--- START ---
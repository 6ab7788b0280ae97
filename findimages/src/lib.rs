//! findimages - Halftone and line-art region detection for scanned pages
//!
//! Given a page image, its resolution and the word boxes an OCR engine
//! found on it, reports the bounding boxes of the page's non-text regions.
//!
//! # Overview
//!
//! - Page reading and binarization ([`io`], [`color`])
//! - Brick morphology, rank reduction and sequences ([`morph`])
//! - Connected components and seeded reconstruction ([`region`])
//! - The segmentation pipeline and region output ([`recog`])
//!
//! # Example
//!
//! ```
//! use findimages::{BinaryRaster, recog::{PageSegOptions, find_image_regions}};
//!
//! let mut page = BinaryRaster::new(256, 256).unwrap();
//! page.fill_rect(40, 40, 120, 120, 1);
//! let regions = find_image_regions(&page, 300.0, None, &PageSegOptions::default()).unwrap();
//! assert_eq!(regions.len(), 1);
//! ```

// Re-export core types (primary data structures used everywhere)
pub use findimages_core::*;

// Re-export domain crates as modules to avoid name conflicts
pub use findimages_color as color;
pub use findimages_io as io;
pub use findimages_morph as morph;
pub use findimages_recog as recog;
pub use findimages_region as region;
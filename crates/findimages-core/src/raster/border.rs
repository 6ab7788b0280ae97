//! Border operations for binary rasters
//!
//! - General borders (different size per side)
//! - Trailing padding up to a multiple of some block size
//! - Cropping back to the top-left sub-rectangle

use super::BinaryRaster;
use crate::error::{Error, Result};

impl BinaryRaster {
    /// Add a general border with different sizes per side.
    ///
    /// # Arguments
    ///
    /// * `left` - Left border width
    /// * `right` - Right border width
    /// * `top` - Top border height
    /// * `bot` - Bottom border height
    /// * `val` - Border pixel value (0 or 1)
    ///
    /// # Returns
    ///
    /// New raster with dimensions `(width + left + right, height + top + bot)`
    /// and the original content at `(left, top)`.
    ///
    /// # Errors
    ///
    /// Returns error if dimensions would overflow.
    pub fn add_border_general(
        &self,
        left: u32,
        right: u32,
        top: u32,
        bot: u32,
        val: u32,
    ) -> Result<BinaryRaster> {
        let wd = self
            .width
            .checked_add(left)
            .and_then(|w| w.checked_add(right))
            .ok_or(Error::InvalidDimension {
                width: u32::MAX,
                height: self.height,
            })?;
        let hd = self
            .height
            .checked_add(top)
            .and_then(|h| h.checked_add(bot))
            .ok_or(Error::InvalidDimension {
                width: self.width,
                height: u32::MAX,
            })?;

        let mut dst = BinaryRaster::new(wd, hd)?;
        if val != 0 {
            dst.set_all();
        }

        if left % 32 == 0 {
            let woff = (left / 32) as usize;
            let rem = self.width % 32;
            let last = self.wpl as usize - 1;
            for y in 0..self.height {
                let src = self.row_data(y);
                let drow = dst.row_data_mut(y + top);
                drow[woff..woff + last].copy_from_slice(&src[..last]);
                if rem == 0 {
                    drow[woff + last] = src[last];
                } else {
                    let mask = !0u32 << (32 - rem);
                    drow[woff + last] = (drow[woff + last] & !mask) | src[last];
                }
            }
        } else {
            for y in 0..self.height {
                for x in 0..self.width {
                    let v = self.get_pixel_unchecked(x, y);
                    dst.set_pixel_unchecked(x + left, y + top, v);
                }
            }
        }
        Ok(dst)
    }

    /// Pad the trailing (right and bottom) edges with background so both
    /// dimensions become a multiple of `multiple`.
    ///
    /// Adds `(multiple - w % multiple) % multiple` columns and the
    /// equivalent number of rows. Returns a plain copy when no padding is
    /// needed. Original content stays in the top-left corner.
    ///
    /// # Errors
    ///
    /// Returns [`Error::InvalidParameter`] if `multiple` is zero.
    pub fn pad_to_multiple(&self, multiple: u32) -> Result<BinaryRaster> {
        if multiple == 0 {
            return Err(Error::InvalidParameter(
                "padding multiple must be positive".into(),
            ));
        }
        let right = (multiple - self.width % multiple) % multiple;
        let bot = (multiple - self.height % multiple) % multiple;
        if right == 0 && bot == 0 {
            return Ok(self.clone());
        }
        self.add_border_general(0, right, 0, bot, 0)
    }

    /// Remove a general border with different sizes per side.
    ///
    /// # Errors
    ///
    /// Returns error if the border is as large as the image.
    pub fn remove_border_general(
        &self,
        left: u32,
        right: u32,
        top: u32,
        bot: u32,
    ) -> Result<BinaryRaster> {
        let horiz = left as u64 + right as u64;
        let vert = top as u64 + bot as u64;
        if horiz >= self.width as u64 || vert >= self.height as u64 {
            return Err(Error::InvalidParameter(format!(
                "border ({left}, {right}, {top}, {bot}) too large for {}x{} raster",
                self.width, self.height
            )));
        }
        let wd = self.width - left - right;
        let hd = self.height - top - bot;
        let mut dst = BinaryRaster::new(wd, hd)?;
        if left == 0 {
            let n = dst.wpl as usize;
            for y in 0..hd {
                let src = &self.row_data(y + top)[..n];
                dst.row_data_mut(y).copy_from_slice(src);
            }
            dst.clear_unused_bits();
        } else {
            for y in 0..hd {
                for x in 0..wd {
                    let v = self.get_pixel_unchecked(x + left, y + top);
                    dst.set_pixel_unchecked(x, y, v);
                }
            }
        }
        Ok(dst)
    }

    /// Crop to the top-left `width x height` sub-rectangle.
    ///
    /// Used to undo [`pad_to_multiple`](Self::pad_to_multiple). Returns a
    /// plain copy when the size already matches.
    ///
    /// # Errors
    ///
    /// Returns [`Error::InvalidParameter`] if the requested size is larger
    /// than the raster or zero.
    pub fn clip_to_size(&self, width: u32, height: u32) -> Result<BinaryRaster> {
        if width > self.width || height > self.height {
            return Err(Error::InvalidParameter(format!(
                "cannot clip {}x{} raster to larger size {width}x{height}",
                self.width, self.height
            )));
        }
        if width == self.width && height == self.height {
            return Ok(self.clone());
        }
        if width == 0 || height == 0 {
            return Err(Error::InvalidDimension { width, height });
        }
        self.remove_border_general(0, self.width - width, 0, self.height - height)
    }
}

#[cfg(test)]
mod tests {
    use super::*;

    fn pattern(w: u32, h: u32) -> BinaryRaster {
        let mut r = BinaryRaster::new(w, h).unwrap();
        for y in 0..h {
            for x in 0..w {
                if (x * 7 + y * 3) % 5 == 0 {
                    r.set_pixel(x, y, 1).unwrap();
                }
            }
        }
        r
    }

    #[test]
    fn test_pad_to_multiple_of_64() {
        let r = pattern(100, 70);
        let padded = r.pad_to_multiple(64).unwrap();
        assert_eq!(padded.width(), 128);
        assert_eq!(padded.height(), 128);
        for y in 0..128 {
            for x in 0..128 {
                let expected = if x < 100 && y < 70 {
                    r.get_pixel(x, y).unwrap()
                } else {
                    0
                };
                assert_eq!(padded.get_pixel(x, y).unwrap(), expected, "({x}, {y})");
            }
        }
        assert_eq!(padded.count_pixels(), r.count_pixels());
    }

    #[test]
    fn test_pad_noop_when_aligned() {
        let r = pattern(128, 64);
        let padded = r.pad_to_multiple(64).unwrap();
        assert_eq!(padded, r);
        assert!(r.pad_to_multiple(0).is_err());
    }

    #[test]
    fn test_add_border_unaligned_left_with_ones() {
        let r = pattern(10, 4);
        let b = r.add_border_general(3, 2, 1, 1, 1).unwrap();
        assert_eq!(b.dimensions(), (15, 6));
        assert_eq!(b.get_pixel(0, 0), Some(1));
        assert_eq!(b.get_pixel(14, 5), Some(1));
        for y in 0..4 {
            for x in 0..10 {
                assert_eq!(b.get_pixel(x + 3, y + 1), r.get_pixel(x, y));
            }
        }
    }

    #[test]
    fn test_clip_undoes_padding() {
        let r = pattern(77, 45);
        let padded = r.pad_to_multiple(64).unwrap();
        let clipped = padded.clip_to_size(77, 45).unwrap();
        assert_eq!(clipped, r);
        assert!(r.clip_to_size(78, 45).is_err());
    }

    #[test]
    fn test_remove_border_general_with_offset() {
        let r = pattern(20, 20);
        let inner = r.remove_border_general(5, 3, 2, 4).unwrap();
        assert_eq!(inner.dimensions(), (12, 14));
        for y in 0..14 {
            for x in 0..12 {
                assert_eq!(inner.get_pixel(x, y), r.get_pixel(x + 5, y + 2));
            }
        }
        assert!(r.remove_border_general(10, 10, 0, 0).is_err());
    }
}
--- END ---
Work instruction :: Which lines above run from the one containing "dst.row_data_mut(y).copy_from_slice(src);" down to the one containing "Used to undo"? Repeat exactly those, both ends included, and nothing else.

Output of the exercise ::
                dst.row_data_mut(y).copy_from_slice(src);
            }
            dst.clear_unused_bits();
        } else {
            for y in 0..hd {
                for x in 0..wd {
                    let v = self.get_pixel_unchecked(x + left, y + top);
                    dst.set_pixel_unchecked(x, y, v);
                }
            }
        }
        Ok(dst)
    }

    /// Crop to the top-left `width x height` sub-rectangle.
    ///
    /// Used to undo [`pad_to_multiple`](Self::pad_to_multiple). Returns a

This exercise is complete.